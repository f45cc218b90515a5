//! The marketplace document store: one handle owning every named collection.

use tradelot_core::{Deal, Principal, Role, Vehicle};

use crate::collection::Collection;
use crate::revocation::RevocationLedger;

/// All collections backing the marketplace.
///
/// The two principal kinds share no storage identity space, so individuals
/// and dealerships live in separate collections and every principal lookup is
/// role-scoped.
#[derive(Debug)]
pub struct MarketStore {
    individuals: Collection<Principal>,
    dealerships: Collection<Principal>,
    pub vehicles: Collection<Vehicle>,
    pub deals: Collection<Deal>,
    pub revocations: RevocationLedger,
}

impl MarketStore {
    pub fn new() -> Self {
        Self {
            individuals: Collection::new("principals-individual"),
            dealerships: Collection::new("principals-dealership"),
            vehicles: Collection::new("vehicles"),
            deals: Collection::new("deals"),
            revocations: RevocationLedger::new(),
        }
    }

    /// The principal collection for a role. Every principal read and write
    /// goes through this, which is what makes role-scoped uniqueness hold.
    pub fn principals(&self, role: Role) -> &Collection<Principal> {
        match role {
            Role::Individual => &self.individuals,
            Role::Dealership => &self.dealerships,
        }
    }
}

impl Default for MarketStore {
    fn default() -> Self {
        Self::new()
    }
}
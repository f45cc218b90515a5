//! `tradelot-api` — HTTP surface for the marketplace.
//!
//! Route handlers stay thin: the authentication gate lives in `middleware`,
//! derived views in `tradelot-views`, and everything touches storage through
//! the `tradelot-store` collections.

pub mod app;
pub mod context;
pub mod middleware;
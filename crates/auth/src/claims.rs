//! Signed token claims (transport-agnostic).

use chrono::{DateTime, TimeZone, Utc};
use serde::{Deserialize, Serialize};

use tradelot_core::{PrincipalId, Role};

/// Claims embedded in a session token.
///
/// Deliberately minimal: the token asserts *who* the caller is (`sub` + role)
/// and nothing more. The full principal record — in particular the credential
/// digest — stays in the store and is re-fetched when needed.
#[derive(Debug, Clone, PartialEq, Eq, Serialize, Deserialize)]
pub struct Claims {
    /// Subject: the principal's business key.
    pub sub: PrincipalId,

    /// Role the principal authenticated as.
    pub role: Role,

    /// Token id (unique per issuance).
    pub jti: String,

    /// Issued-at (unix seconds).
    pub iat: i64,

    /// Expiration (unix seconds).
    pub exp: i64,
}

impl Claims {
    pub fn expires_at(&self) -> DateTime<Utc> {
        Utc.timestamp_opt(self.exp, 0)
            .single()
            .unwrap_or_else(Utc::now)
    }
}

...

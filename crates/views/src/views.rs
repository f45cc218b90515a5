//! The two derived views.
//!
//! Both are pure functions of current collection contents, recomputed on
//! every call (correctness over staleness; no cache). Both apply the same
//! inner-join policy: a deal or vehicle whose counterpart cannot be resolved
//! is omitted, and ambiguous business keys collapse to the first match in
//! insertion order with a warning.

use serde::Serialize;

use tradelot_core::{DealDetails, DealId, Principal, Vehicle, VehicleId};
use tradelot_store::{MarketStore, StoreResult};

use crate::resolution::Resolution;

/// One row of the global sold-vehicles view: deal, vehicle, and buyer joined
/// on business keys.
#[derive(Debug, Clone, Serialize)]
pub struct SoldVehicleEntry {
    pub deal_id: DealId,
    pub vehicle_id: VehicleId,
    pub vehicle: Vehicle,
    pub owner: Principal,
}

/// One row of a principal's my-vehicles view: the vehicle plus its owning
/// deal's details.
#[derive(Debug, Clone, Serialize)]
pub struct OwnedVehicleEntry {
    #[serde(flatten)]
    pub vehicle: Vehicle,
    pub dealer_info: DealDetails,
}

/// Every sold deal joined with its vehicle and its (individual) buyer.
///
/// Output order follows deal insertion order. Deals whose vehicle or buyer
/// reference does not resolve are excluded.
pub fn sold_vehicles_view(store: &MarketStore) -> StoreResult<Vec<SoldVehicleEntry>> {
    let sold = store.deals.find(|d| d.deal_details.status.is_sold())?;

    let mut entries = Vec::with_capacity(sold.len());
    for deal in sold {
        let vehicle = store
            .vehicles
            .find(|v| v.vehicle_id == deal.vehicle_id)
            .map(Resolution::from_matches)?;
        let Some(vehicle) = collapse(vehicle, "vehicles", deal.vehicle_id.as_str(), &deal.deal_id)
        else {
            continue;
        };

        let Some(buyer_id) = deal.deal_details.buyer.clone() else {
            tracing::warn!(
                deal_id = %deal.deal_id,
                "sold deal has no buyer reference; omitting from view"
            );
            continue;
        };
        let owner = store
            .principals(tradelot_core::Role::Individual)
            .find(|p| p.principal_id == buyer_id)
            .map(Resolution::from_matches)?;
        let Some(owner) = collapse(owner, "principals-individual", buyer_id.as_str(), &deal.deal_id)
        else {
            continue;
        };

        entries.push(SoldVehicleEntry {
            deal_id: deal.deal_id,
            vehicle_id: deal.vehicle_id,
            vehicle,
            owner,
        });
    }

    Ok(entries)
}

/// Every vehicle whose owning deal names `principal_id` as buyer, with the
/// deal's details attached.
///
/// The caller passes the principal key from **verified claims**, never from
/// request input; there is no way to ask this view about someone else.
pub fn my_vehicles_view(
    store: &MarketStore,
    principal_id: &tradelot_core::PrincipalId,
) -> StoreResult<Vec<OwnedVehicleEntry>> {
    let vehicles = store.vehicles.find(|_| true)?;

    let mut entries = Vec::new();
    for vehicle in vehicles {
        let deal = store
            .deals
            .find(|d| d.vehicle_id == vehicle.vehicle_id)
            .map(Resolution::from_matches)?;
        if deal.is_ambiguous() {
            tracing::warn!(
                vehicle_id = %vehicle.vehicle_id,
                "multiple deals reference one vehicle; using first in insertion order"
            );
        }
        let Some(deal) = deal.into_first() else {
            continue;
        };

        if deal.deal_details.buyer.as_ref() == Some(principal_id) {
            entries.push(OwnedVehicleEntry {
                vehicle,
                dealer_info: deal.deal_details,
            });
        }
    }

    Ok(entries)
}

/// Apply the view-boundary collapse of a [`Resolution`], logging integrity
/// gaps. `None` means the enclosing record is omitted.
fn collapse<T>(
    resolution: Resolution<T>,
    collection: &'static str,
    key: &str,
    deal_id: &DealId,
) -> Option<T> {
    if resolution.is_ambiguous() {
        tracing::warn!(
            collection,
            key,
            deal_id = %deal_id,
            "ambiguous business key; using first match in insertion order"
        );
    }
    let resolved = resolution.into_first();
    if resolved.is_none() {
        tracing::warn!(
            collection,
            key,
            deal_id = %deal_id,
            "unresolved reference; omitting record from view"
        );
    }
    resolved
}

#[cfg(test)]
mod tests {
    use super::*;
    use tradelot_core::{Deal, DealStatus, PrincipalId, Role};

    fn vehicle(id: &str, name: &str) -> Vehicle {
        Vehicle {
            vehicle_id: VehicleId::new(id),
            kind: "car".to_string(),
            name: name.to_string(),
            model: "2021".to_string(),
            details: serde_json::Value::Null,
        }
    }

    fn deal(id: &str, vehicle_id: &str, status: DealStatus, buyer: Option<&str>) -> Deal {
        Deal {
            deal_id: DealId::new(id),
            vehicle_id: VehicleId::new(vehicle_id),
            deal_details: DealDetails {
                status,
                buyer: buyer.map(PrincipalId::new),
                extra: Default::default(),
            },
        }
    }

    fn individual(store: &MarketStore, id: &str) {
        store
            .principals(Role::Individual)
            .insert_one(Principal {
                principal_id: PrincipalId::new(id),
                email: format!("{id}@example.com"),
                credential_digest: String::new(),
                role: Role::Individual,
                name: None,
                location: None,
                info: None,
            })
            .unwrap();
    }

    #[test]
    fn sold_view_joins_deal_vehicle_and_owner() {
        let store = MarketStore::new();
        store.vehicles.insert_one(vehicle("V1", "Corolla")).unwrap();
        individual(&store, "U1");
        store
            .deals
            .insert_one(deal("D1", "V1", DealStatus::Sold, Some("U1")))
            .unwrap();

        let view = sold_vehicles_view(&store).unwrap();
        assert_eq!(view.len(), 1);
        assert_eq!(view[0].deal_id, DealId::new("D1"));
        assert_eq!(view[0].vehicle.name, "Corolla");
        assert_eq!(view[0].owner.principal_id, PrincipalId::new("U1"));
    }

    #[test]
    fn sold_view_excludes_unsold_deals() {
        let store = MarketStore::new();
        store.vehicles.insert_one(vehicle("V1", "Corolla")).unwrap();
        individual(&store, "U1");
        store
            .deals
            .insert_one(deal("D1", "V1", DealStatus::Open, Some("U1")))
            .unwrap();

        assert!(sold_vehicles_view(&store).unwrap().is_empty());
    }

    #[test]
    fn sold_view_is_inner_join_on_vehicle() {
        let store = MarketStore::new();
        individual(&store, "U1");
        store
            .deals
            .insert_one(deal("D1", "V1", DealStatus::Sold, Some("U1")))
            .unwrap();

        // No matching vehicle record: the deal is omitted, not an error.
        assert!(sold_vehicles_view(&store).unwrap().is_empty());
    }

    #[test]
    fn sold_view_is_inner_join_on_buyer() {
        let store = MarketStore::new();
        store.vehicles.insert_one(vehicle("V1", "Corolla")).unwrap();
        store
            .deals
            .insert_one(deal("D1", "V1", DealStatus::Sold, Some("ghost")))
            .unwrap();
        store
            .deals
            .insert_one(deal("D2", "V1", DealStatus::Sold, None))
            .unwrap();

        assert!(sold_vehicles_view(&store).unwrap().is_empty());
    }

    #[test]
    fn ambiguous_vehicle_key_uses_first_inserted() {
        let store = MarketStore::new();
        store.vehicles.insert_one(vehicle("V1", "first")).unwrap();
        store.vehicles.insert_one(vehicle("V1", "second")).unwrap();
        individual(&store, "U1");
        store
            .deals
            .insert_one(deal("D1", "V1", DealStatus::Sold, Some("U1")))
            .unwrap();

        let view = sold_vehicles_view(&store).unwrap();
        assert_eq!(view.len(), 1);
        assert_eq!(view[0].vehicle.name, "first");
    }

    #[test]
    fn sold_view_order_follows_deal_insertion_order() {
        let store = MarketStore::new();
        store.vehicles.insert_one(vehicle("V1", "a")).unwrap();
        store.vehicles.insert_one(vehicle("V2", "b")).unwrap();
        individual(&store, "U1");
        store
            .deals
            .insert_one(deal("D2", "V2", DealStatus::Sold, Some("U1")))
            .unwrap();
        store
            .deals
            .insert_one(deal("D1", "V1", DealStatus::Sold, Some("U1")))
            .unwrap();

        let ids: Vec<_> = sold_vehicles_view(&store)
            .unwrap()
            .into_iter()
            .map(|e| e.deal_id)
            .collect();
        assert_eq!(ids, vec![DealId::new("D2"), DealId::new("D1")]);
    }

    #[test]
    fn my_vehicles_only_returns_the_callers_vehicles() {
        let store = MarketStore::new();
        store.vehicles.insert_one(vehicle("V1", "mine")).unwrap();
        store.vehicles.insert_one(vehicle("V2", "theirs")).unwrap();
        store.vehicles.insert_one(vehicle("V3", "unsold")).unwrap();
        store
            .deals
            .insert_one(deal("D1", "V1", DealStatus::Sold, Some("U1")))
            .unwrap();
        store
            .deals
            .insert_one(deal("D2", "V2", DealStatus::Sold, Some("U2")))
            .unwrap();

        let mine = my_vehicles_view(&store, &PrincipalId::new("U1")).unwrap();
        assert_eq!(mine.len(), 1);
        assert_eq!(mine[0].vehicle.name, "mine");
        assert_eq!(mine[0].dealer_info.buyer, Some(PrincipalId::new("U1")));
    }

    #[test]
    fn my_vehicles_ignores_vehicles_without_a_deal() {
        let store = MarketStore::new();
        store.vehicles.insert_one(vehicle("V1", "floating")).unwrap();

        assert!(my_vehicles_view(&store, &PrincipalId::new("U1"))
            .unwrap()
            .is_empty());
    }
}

= Work request =
From the material above, copy exactly the lines between the line holding "contents, recomputed on" and the line holding "use serde::Serialize;", inclusive, and only those.

= Solution for this task =
//! Both are pure functions of current collection contents, recomputed on
//! every call (correctness over staleness; no cache). Both apply the same
//! inner-join policy: a deal or vehicle whose counterpart cannot be resolved
//! is omitted, and ambiguous business keys collapse to the first match in
//! insertion order with a warning.

use serde::Serialize;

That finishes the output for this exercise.